バレンタインが近づくと、毎年なんとなく気持ちが重くなります。
恋人がいるわけでもないし、本命チョコを渡す相手がいるわけでもありません。
それでも、職場や周囲の雰囲気、SNSの投稿を見るたびに、何かしなきゃいけないような、取り残されているような気持ちになります。

正直、チョコを選ぶのも、作るのも、渡すのも、考えるだけで疲れてしまいます。
も、そんなふうに感じる自分は冷たいのではないか、空気を読めていないのではないかと、どこかで自分を責めてしまいます。

バレンタインが憂鬱だと感じるのは、やはりおかしいのでしょうか。

ココラボからの回答

ご相談ありがとうございます。
バレンタインが近づくと、なんとなく気持ちが重くなる、疲れてしまう。
そんな感覚を抱きながらも、理由がはっきりせず、自分を責めてしまう方は少なくありません。

恋人がいるかどうか、チョコを渡す予定があるかどうかに関わらず、この時期特有の空気や周囲の反応に、心が引っ張られてしまうこともあります。
でも、そのしんどさは、性格や努力の問題なのでしょうか。

この記事では、バレンタインが憂鬱に感じられる背景を、実際のデータや心理の視点から一緒に整理していきます。

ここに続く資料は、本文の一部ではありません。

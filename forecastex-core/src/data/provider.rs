//! Price source trait and structured error types.
//!
//! The PriceSource trait abstracts over where a day's settlement file comes
//! from (the ForecastEx download endpoint, a test double) so the acquirer can
//! be exercised without a network.

use chrono::NaiveDate;
use thiserror::Error;

use super::table::TableError;

/// Structured error types for data operations.
///
/// These are displayable in CLI log lines as-is.
#[derive(Debug, Error)]
pub enum DataError {
    #[error("network unreachable: {0}")]
    Network(String),

    #[error("request timed out: {0}")]
    Timeout(String),

    #[error("malformed response: {0}")]
    MalformedResponse(String),

    #[error("cache error: {0}")]
    Cache(String),

    #[error("I/O error: {0}")]
    Io(#[from] std::io::Error),

    #[error("table error: {0}")]
    Table(#[from] TableError),

    #[error("data error: {0}")]
    Other(String),
}

/// What the transport saw for a single day's request.
///
/// Any response with a status line is a `FetchResponse`, including 404s and
/// error pages; deciding whether it carries data is the acquirer's job.
#[derive(Debug, Clone, PartialEq, Eq)]
pub struct FetchResponse {
    pub status: u16,
    pub body: String,
}

impl FetchResponse {
    pub fn new(status: u16, body: impl Into<String>) -> Self {
        Self {
            status,
            body: body.into(),
        }
    }

    /// True only for 200 OK. Partial and non-authoritative answers are not data.
    pub fn is_success(&self) -> bool {
        self.status == 200
    }
}

/// Trait for daily price sources.
///
/// Implementations make exactly one attempt per call. Transport faults
/// (timeouts, refused connections, undecodable bodies) are returned as `Err`;
/// the cache layer sits above this trait and providers don't know about it.
pub trait PriceSource: Send + Sync {
    /// Human-readable name of this source.
    fn name(&self) -> &str;

    /// Fetch the raw settlement file for one calendar day.
    fn fetch_day(&self, date: NaiveDate) -> Result<FetchResponse, DataError>;
}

答えを急がず、気持ちの置きどころを探すように読み進めてみてください。

バレンタインが憂鬱・疲れると感じる女性は少なくない

バレンタインがしんどいと感じると、「みんなは楽しんでいるのに」「自分だけ冷めているのでは」と孤立した気持ちになりやすいものです。
ですが、実際の数字を見てみると、この感覚は決して特別なものではないことが分かります。

実際にプレゼントを渡す人は47%ほど

調査によると、今年バレンタインに何らかのプレゼントをする予定がある人は、全体でおよそ半数ほどです。
昨年と比べても大きな変化はなく、多くの人が当然のように参加している行事、とは言い切れない状況が見えてきます。

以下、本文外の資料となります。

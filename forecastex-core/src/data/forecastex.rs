//! ForecastEx daily price download endpoint.
//!
//! One GET per day: `{base_url}?type={data_type}&date={YYYYMMDD}`. The body is
//! a CSV document with one row per contract side. There is no retry here; a
//! day that fails is simply retried on the next run because nothing was cached.

use super::provider::{DataError, FetchResponse, PriceSource};
use super::range::date_label;
use crate::config::SourceConfig;
use chrono::NaiveDate;
use std::time::Duration;

/// ForecastEx price source.
pub struct ForecastExSource {
    client: reqwest::blocking::Client,
    base_url: String,
    data_type: String,
}

impl ForecastExSource {
    pub fn new(source: &SourceConfig, timeout: Duration) -> Result<Self, DataError> {
        let client = reqwest::blocking::Client::builder()
            .timeout(timeout)
            .user_agent(concat!("forecastex/", env!("CARGO_PKG_VERSION")))
            .build()
            .map_err(|e| DataError::Other(format!("failed to build HTTP client: {e}")))?;

        Ok(Self {
            client,
            base_url: source.base_url.clone(),
            data_type: source.data_type.clone(),
        })
    }

    /// Build the download URL for one day.
    pub fn day_url(&self, date: NaiveDate) -> String {
        day_url(&self.base_url, &self.data_type, date)
    }
}

/// `{base_url}?type={data_type}&date={YYYYMMDD}`
pub fn day_url(base_url: &str, data_type: &str, date: NaiveDate) -> String {
    format!("{base_url}?type={data_type}&date={}", date_label(date))
}

impl PriceSource for ForecastExSource {
    fn name(&self) -> &str {
        "forecastex"
    }

    fn fetch_day(&self, date: NaiveDate) -> Result<FetchResponse, DataError> {
        let url = self.day_url(date);

        let resp = self.client.get(&url).send().map_err(|e| {
            if e.is_timeout() {
                DataError::Timeout(format!("{url}: {e}"))
            } else {
                DataError::Network(format!("{url}: {e}"))
            }
        })?;

        let status = resp.status().as_u16();
        let body = resp.text().map_err(|e| {
            if e.is_timeout() {
                DataError::Timeout(format!("{url}: reading body: {e}"))
            } else {
                DataError::MalformedResponse(format!("{url}: {e}"))
            }
        })?;

        Ok(FetchResponse { status, body })
    }
}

年代別に見ると、その傾向はさらに分かりやすくなります。
女子高生では渡す割合が高い一方で、未婚の30代以降になると、その割合は3割前後まで下がっており、年齢や立場が変わるにつれて、バレンタインとの距離感が自然と変化していることがうかがえます。

参照:日本インフォメーション(株)調べ

この結果は、渡さない選択をしている人が一定数いること、そしてバレンタインが必須の行事ではないことを示しています。
やらない、距離を置く、という関わり方も、すでに多くの人が選んでいる一つの形です。

なぜバレンタインは面倒・憂鬱になりやすいのか

バレンタインがしんどいと感じる背景には、その人の気分や性格だけでは説明しきれない要因があります。
この行事そのものが、気持ちに負荷をかけやすい構造を持っているからです。

ここでは、バレンタインが憂鬱になりやすい理由を、いくつかの視点に分けて整理していきます。

期待と比較が同時に起きやすい行事

バレンタインは、気持ちを伝える日、特別な日として語られがちです。
その一方で、周囲の動きが目に入りやすく、他人と自分を比べやすい行事でもあります。

誰が渡したのか、何を用意したのか、もらったかどうか、どんな反応だったのか。
こうした情報が、職場や学校、SNSなどを通して断片的に入ってきます。

そのたびに、自分はどうなのか、足りていないのではないかと、無意識のうちに比べてしまうことがあります。
期待と比較が同時に起きる状況は、楽しさよりも緊張や不安を生みやすくなります。

面倒くさい・気が重いと感じる人は多数派

実際に、バレンタインを面倒くさい、気が重いと感じている女性は少なくありません。
調査では、女性全体の7割以上が、バレンタインに対してそうした気持ちを抱いていると答えています。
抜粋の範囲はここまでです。